When WGCH radio host Tony Savino, who moderated the event, was asked who picked this venue he said, “I thought it was going to be at the Greenwich Hyatt. I don’t know who changed it.”
Liz Kerr, Himes DC spokesman responded, “We never secured the Hyatt.” She didn’t answer why a bigger forum to house more residents wasn’t chosen – like the Greenwich High School? If you’re game to go face to face with Himes again you find him tomorrow night at the Norwalk High School starting at 6:30. Although I doubt many Greenwichites want to make the trek over there.
Here’s a link to Himes’ press girl asking outside mob if they want info on the Norwalk event – they all yell no – it’s classic.http://www.clipsyndicate.com/video/play/1079334/himes_holds_town_hall_on_health_care
Here is the question posed to Rep. Himes, which he has promised to answer. When (if) he does, we’ll post it here. [Ed]
Cheryl Resnick question for Congressman Himes:
When Massachusetts implemented universal health care Cheryl had a friend who found it impossible to find a good doctor after her regular doctor retired. As a result they had to opt out for a private option paying over $5,000 more so they could get a doctor that look fewer patients and was available when they needed him.

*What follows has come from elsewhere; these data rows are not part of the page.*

//! Serializes a [`Deck`] into a PPTX package.

use crate::parts;
use crate::slide::{render_slide, MediaStore};
use crate::theme::THEME_XML;
use docgen_core::{Deck, Error, Result};
use std::fs::{self, File};
use std::io::{Cursor, Seek, Write};
use std::path::Path;
use zip::write::FileOptions;
use zip::{CompressionMethod, DateTime, ZipWriter};

/// Writer for PPTX (Office Open XML) packages.
///
/// Entries are written in a fixed order with a fixed timestamp, so the same
/// deck always produces the same bytes.
pub struct PptxWriter;

impl PptxWriter {
    /// Create a new PPTX writer.
    pub fn new() -> Self {
        Self
    }

    /// Write `deck` as a package into `writer` and hand the writer back.
    pub fn write<W: Write + Seek>(&self, deck: &Deck, writer: W) -> Result<W> {
        let mut zip = ZipWriter::new(writer);
        let mut media = MediaStore::new();

        let mut slide_parts = Vec::with_capacity(deck.slide_count());
        for slide in deck.slides() {
            let (xml, rels) = render_slide(slide, slide.layout_index() + 1, &mut media)?;
            log::debug!(
                "Rendered slide {} with {} relationships",
                slide_parts.len() + 1,
                rels.len()
            );
            slide_parts.push((xml, rels.to_xml()?));
        }

        let title = deck
            .slides()
            .iter()
            .find_map(|s| s.title())
            .unwrap_or_default();

        put(&mut zip, "[Content_Types].xml", parts::content_types(deck, media.parts())?.as_bytes())?;
        put(&mut zip, "_rels/.rels", parts::package_relationships().to_xml()?.as_bytes())?;
        put(&mut zip, "docProps/core.xml", parts::core_properties(&title)?.as_bytes())?;
        put(&mut zip, "docProps/app.xml", parts::app_properties(deck)?.as_bytes())?;

        let (presentation, presentation_rels) = parts::presentation(deck)?;
        put(&mut zip, "ppt/presentation.xml", presentation.as_bytes())?;
        put(&mut zip, "ppt/_rels/presentation.xml.rels", presentation_rels.to_xml()?.as_bytes())?;

        let (master, master_rels) = parts::slide_master(deck)?;
        put(&mut zip, "ppt/slideMasters/slideMaster1.xml", master.as_bytes())?;
        put(
            &mut zip,
            "ppt/slideMasters/_rels/slideMaster1.xml.rels",
            master_rels.to_xml()?.as_bytes(),
        )?;

        for (offset, layout) in deck.layouts().iter().enumerate() {
            let number = offset + 1;
            let (xml, rels) = parts::slide_layout(layout)?;
            put(
                &mut zip,
                &format!("ppt/slideLayouts/slideLayout{}.xml", number),
                xml.as_bytes(),
            )?;
            put(
                &mut zip,
                &format!("ppt/slideLayouts/_rels/slideLayout{}.xml.rels", number),
                rels.to_xml()?.as_bytes(),
            )?;
        }

        put(&mut zip, "ppt/theme/theme1.xml", THEME_XML.as_bytes())?;

        for (offset, (xml, rels)) in slide_parts.iter().enumerate() {
            let number = offset + 1;
            put(&mut zip, &format!("ppt/slides/slide{}.xml", number), xml.as_bytes())?;
            put(
                &mut zip,
                &format!("ppt/slides/_rels/slide{}.xml.rels", number),
                rels.as_bytes(),
            )?;
        }

        for part in media.parts() {
            put(&mut zip, &format!("ppt/media/{}", part.file_name), part.data)?;
        }

        zip.finish()
            .map_err(|e| Error::ZipError(format!("Failed to finish archive: {}", e)))
    }

    /// Serialize `deck` to an in-memory package.
    pub fn to_bytes(&self, deck: &Deck) -> Result<Vec<u8>> {
        Ok(self.write(deck, Cursor::new(Vec::new()))?.into_inner())
    }

    /// Save `deck` to `path`, creating missing parent directories and
    /// replacing any existing file.
    pub fn save(&self, deck: &Deck, path: impl AsRef<Path>) -> Result<()> {
        let path = path.as_ref();
        if let Some(parent) = path.parent() {
            if !parent.as_os_str().is_empty() {
                fs::create_dir_all(parent)?;
            }
        }
        let bytes = self.to_bytes(deck)?;
        let mut file = File::create(path)?;
        file.write_all(&bytes)?;
        log::debug!("Wrote {} bytes to {}", bytes.len(), path.display());
        Ok(())
    }
}

impl Default for PptxWriter {
    fn default() -> Self {
        Self::new()
    }
}

fn put<W: Write + Seek>(zip: &mut ZipWriter<W>, name: &str, data: &[u8]) -> Result<()> {
    let options = FileOptions::default()
        .compression_method(CompressionMethod::Deflated)
        .last_modified_time(DateTime::default());
    zip.start_file(name, options)
        .map_err(|e| Error::ZipError(format!("Failed to start '{}': {}", name, e)))?;
    zip.write_all(data)?;
    Ok(())
}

Cheryl asks: If the administration is saying an additional 47 million people will be added to the public option, how will they responsibly handle the inflow of new patients – so what happened in Mass doesn’t happen here. How will the public option participants know they can still get their good doctors if the public option pays the doctor less? Do we have enough quality medical talent to handle an influx of 47 million new patients to the system?